Second-order signals are the subtler, system-level patterns that explain why the big dials are moving the way they do.

  • In the economy, CEOs track hotel booking patterns, cash conversion rates, or shifts in consumer behavior that don’t show up on Wall Street. These “weak signals” help them see what’s coming before it shows up in the official reports.
  • In companies, second-order signals are things like how quickly knowledge flows between teams, how fast decisions embed into workflows, or how well operations hold up when one person is absent.

First-order signals tell you what happened. Second-order signals tell you why — and often, what’s about to happen next.

Why Headcount Misleads

For most of the 20th century, headcount was a trusted first-order signal.

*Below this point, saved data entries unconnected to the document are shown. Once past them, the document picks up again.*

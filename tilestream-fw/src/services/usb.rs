// SPDX-License-Identifier: MIT
// Copyright (c) 2026 ADNT Sarl <info@adnt.io>

//! USB polling, and the link state shared between services.
//!
//! The transport only exists once the host link service has brought USB up,
//! so it lives in a static next to the inbound command queue rather than in
//! [`Peripherals`].

use crate::{peripherals::Peripherals, usb_transport::UsbTransport};
use core::cell::{Cell, UnsafeCell};
use heapless::spsc::Queue;
use tilestream_common::{
    protocol::Command,
    service::{Service, ServiceContext},
};

const COMMAND_QUEUE_DEPTH: usize = 8;

/// Static slot accessed only through [`Shared::with`].
///
/// SAFETY: Single core, no interrupt handlers touch these statics, and no
/// caller re-enters `with` on the same slot from inside its closure.
struct Shared<T>(UnsafeCell<T>);
unsafe impl<T> Sync for Shared<T> {}

impl<T> Shared<T> {
    const fn new(value: T) -> Self {
        Self(UnsafeCell::new(value))
    }

    fn with<R>(&self, f: impl FnOnce(&mut T) -> R) -> R {
        // SAFETY: see the type-level comment
        unsafe { f(&mut *self.0.get()) }
    }
}

static COMMANDS: Shared<Queue<Command, COMMAND_QUEUE_DEPTH>> = Shared::new(Queue::new());
static TRANSPORT: Shared<Option<UsbTransport>> = Shared::new(None);

/// Oldest command not yet dispatched.
pub fn pop_command() -> Option<Command> {
    COMMANDS.with(|queue| queue.dequeue())
}

/// Install the transport once USB is up.
pub fn store_transport(transport: UsbTransport) {
    TRANSPORT.with(|slot| *slot = Some(transport));
}

/// Run `f` against the transport, if the link was brought up.
pub fn with_transport<R>(f: impl FnOnce(&mut UsbTransport) -> R) -> Option<R> {
    TRANSPORT.with(|slot| slot.as_mut().map(f))
}

/// Like [`with_transport`], but only once a host has configured the device.
pub fn with_configured_transport<R>(f: impl FnOnce(&mut UsbTransport) -> R) -> Option<R> {
    with_transport(|transport| transport.is_configured().then(|| f(transport))).flatten()
}

/// Polls USB and queues every complete command for the host link service.
pub struct UsbTransportService {
    dropped: Cell<u32>,
}

impl UsbTransportService {
    pub fn new() -> Self {
        Self {
            dropped: Cell::new(0),
        }
    }
}

impl Service<Peripherals> for UsbTransportService {
    fn process(&self, _ctx: &mut ServiceContext<Peripherals>) {
        with_transport(|transport| {
            transport.poll();

            while let Some(cmd) = transport.try_receive() {
                if COMMANDS.with(|queue| queue.enqueue(cmd)).is_err() {
                    let dropped = self.dropped.get().wrapping_add(1);
                    self.dropped.set(dropped);
                    defmt::warn!("USB: command queue full, {} dropped so far", dropped);
                }
            }
        });
    }
}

A bigger workforce meant bigger capacity, more stability, more prestige.

But today, headcount tells you almost nothing about resilience. A 40-person company with strong systems can outperform a 400-person company that relies on tribal knowledge. If one key employee leaves and the business falters, that’s a second-order signal screaming fragility — no matter how impressive the headcount looks.

This is the same tension we see in the economy: job creation may look weak, but if consumers keep booking hotel rooms and spending online, resilience is hiding where the first-order signal says decline.

The AI-Native Connection

In AI Native by Design, I argue that tools don’t transform companies. Systems do. And systems, when designed well, emit second-order signals naturally.

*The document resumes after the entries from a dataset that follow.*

// SPDX-License-Identifier: MIT
// Copyright (c) 2026 ADNT Sarl <info@adnt.io>

//! Per-cube asset streaming FIFO.
//!
//! A single-producer/single-consumer byte ring. The loader is the producer and
//! only ever advances `tail`; the transmission path is the consumer and only
//! ever advances `head`. Data is never moved, only indices wrap.
//!
//! Both indices run over `0..2*N`, so an empty ring offers all `N` bytes and a
//! full one is still distinguishable from an empty one. The byte position is
//! the index modulo `N`.
//!
//! The producer writes straight into the live buffer and then publishes the new
//! `tail` once, with release ordering, so the consumer never sees a slot
//! before its bytes are in place.

use crate::abi::{CubeId, ASSET_FIFO_SIZE, NUM_CUBE_SLOTS};
use crate::error::{AssetError, BusError};
use crate::group::AssetGroupInfo;
use crate::memory::AssetBus;
use core::cell::UnsafeCell;
use core::sync::atomic::{AtomicUsize, Ordering};

pub struct AssetFifo<const N: usize = ASSET_FIFO_SIZE> {
    buf: UnsafeCell<[u8; N]>,
    head: AtomicUsize,
    tail: AtomicUsize,
}

// SAFETY: the producer and consumer handles obtained through `split` touch
// disjoint regions of `buf`, and hand regions over via the release/acquire
// pair on `head` and `tail`.
unsafe impl<const N: usize> Sync for AssetFifo<N> {}

impl<const N: usize> AssetFifo<N> {
    const NONZERO: () = assert!(N > 0, "FIFO capacity must be nonzero");

    pub const fn new() -> Self {
        #[allow(clippy::let_unit_value)]
        let () = Self::NONZERO;
        Self {
            buf: UnsafeCell::new([0; N]),
            head: AtomicUsize::new(0),
            tail: AtomicUsize::new(0),
        }
    }

    pub const fn capacity(&self) -> usize {
        N
    }

    /// Bytes currently buffered, as seen from outside either handle.
    pub fn len(&self) -> usize {
        distance(self.head.load(Ordering::Acquire), self.tail.load(Ordering::Acquire), N)
    }

    pub fn is_empty(&self) -> bool {
        self.len() == 0
    }

    /// Split into the producer and consumer halves.
    pub fn split(&mut self) -> (Producer<'_, N>, Consumer<'_, N>) {
        let fifo: &Self = self;
        (Producer { fifo }, Consumer { fifo })
    }

    fn slot_ptr(&self, pos: usize) -> *mut u8 {
        debug_assert!(pos < N);
        // SAFETY: pos < N keeps the pointer inside the array.
        unsafe { (self.buf.get() as *mut u8).add(pos) }
    }
}

impl<const N: usize> Default for AssetFifo<N> {
    fn default() -> Self {
        Self::new()
    }
}

fn distance(head: usize, tail: usize, n: usize) -> usize {
    if tail >= head {
        tail - head
    } else {
        tail + 2 * n - head
    }
}

fn advance(index: usize, by: usize, n: usize) -> usize {
    let next = index + by;
    if next >= 2 * n {
        next - 2 * n
    } else {
        next
    }
}

fn position(index: usize, n: usize) -> usize {
    if index >= n {
        index - n
    } else {
        index
    }
}

/// Write side of an [`AssetFifo`].
pub struct Producer<'a, const N: usize = ASSET_FIFO_SIZE> {
    fifo: &'a AssetFifo<N>,
}

impl<const N: usize> Producer<'_, N> {
    pub fn write_available(&self) -> usize {
        let head = self.fifo.head.load(Ordering::Acquire);
        let tail = self.fifo.tail.load(Ordering::Relaxed);
        N - distance(head, tail, N)
    }

    /// Write `len` bytes (at most [`Self::write_available`]) in contiguous
    /// chunks. `fill` produces each chunk in place; if it fails, nothing is
    /// committed. Once every chunk is filled, `inspect` sees them in order and
    /// the new tail is published.
    fn write_chunks<E>(
        &mut self,
        len: usize,
        mut fill: impl FnMut(&mut [u8]) -> Result<(), E>,
        mut inspect: impl FnMut(&[u8]),
    ) -> Result<(), E> {
        debug_assert!(len <= self.write_available());
        let start = self.fifo.tail.load(Ordering::Relaxed);

        let mut tail = start;
        let mut remaining = len;
        while remaining > 0 {
            let pos = position(tail, N);
            let chunk = remaining.min(N - pos);
            // SAFETY: [pos, pos + chunk) lies in the free region the consumer
            // cannot read until `tail` is published below.
            let slot = unsafe { core::slice::from_raw_parts_mut(self.fifo.slot_ptr(pos), chunk) };
            fill(slot)?;
            remaining -= chunk;
            tail = advance(tail, chunk, N);
        }

        let mut index = start;
        let mut remaining = len;
        while remaining > 0 {
            let pos = position(index, N);
            let chunk = remaining.min(N - pos);
            // SAFETY: same region as above, now fully written and still unpublished.
            inspect(unsafe { core::slice::from_raw_parts(self.fifo.slot_ptr(pos), chunk) });
            remaining -= chunk;
            index = advance(index, chunk, N);
        }

        self.fifo.tail.store(tail, Ordering::Release);
        Ok(())
    }

    /// Copy as much of `data` as fits. Returns the number of bytes written.
    pub fn push_slice(&mut self, data: &[u8]) -> usize {
        let len = data.len().min(self.write_available());
        let mut src = &data[..len];
        let written: Result<(), core::convert::Infallible> = self.write_chunks(
            len,
            |slot| {
                let (now, rest) = src.split_at(slot.len());
                slot.copy_from_slice(now);
                src = rest;
                Ok(())
            },
            |_| {},
        );
        match written {
            Ok(()) => len,
            Err(never) => match never {},
        }
    }

    /// Stream group data starting at `offset` into the FIFO.
    ///
    /// Returns the number of bytes transferred, limited by free space and by
    /// the data left in the group. `0` is not an error: either the group is
    /// exhausted or the consumer has not caught up yet.
    pub fn fetch_from_group<B: AssetBus + ?Sized>(
        &mut self,
        bus: &B,
        group: &AssetGroupInfo,
        offset: u32,
    ) -> Result<u32, AssetError> {
        self.fetch_from_group_with(bus, group, offset, |_| {})
    }

    /// Like [`Self::fetch_from_group`], handing every committed chunk to `inspect`.
    pub fn fetch_from_group_with<B: AssetBus + ?Sized>(
        &mut self,
        bus: &B,
        group: &AssetGroupInfo,
        offset: u32,
        inspect: impl FnMut(&[u8]),
    ) -> Result<u32, AssetError> {
        if offset >= group.data_size {
            return Ok(0);
        }

        // Bounded by N, so it fits in u32 whenever N does.
        let space = u32::try_from(self.write_available()).unwrap_or(u32::MAX);
        let actual = (group.data_size - offset).min(space);
        if actual == 0 {
            return Ok(0);
        }

        let mut src = offset;
        self.write_chunks(
            actual as usize,
            |slot: &mut [u8]| -> Result<(), BusError> {
                group.read_data(bus, src, slot)?;
                src += slot.len() as u32;
                Ok(())
            },
            inspect,
        )
        .map_err(|_| {
            diag!(
                "ASSET: Group 0x{:08x} unreadable at offset {}",
                group.va,
                src
            );
            AssetError::SourceUnreadable
        })?;

        Ok(actual)
    }
}

/// Read side of an [`AssetFifo`].
pub struct Consumer<'a, const N: usize = ASSET_FIFO_SIZE> {
    fifo: &'a AssetFifo<N>,
}

impl<const N: usize> Consumer<'_, N> {
    pub fn read_available(&self) -> usize {
        let head = self.fifo.head.load(Ordering::Relaxed);
        let tail = self.fifo.tail.load(Ordering::Acquire);
        distance(head, tail, N)
    }

    /// Longest contiguous run of readable bytes starting at `head`.
    pub fn peek(&self) -> &[u8] {
        let available = self.read_available();
        let pos = position(self.fifo.head.load(Ordering::Relaxed), N);
        let len = available.min(N - pos);
        // SAFETY: [pos, pos + len) has been published by the producer and is
        // not rewritten until `head` moves past it.
        unsafe { core::slice::from_raw_parts(self.fifo.slot_ptr(pos), len) }
    }

    /// Release `n` bytes back to the producer. Clamped to what is readable.
    pub fn consume(&mut self, n: usize) {
        let n = n.min(self.read_available());
        let head = self.fifo.head.load(Ordering::Relaxed);
        self.fifo.head.store(advance(head, n, N), Ordering::Release);
    }

    /// Copy out and consume up to `dest.len()` bytes.
    pub fn read(&mut self, dest: &mut [u8]) -> usize {
        let mut done = 0;
        while done < dest.len() {
            let run = self.peek();
            if run.is_empty() {
                break;
            }
            let n = run.len().min(dest.len() - done);
            dest[done..done + n].copy_from_slice(&run[..n]);
            self.consume(n);
            done += n;
        }
        done
    }

    /// Hand up to `max` readable bytes to `send` and release them only if it
    /// succeeds. On error the bytes stay queued for the next attempt.
    pub fn transmit<E>(
        &mut self,
        max: usize,
        send: impl FnOnce(&[u8]) -> Result<(), E>,
    ) -> Result<usize, E> {
        let run = self.peek();
        let n = run.len().min(max);
        if n == 0 {
            return Ok(0);
        }
        send(&run[..n])?;
        self.consume(n);
        Ok(n)
    }

    pub fn pop(&mut self) -> Option<u8> {
        let byte = *self.peek().first()?;
        self.consume(1);
        Some(byte)
    }

    /// Drop everything currently buffered.
    pub fn clear(&mut self) {
        self.consume(self.read_available());
    }
}

/// One FIFO per cube, built once at startup.
pub struct CubeFifos<const N: usize = ASSET_FIFO_SIZE, const CUBES: usize = NUM_CUBE_SLOTS> {
    fifos: [AssetFifo<N>; CUBES],
}

impl<const N: usize, const CUBES: usize> CubeFifos<N, CUBES> {
    pub const fn new() -> Self {
        Self {
            fifos: [const { AssetFifo::new() }; CUBES],
        }
    }

    pub fn split(&mut self) -> (CubeProducers<'_, N, CUBES>, CubeConsumers<'_, N, CUBES>) {
        let fifos: &[AssetFifo<N>; CUBES] = &self.fifos;
        (CubeProducers { fifos }, CubeConsumers { fifos })
    }
}

impl<const N: usize, const CUBES: usize> Default for CubeFifos<N, CUBES> {
    fn default() -> Self {
        Self::new()
    }
}

/// Producer halves of every cube FIFO.
pub struct CubeProducers<'a, const N: usize = ASSET_FIFO_SIZE, const CUBES: usize = NUM_CUBE_SLOTS> {
    fifos: &'a [AssetFifo<N>; CUBES],
}

impl<const N: usize, const CUBES: usize> CubeProducers<'_, N, CUBES> {
    pub fn get(&mut self, cube: CubeId) -> Option<Producer<'_, N>> {
        self.fifos.get(cube.index()).map(|fifo| Producer { fifo })
    }
}

/// Consumer halves of every cube FIFO.
pub struct CubeConsumers<'a, const N: usize = ASSET_FIFO_SIZE, const CUBES: usize = NUM_CUBE_SLOTS> {
    fifos: &'a [AssetFifo<N>; CUBES],
}

impl<const N: usize, const CUBES: usize> CubeConsumers<'_, N, CUBES> {
    pub fn get(&mut self, cube: CubeId) -> Option<Consumer<'_, N>> {
        self.fifos.get(cube.index()).map(|fifo| Consumer { fifo })
    }

    /// Mask of cubes with bytes waiting.
    pub fn pending_mask(&self) -> u32 {
        self.fifos
            .iter()
            .enumerate()
            .filter(|(_, fifo)| !fifo.is_empty())
            .fold(0, |mask, (i, _)| mask | (1u32 << i))
    }
}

  • A system built to capture knowledge shows you whether insight is compounding or leaking away.
  • A system built for cash discipline reveals how fast revenue becomes cash — long before the P&L tells the story.
  • A system built for continuity tells you whether a successor could step in tomorrow without a stall.

AI doesn’t just automate first-order dashboards. It allows leaders to wire their businesses to sense second-order signals — the weak but telling whispers of system health.

A Better Way to Read the System

The economy’s whiplash in recent years isn’t a bug — it’s what complex systems look like. First-order signals will always clash because they’re lagging and partial.

Second-order signals don’t promise certainty, but they do offer coherence. They let you see the why beneath the numbers: why consumers keep spending even when unemployment ticks up, why a small company outperforms a giant, why some businesses transfer seamlessly to new owners while others collapse.

This is the shift I argue for in AI Native by Design: stop measuring by the old dials. Build systems that surface their own signals of resilience — knowledge that transfers, cash that flows, workflows that absorb shocks.

Because the real competitive advantage isn’t in watching the dashboard harder. It’s in wiring your business so the system tells you what matters before the market does.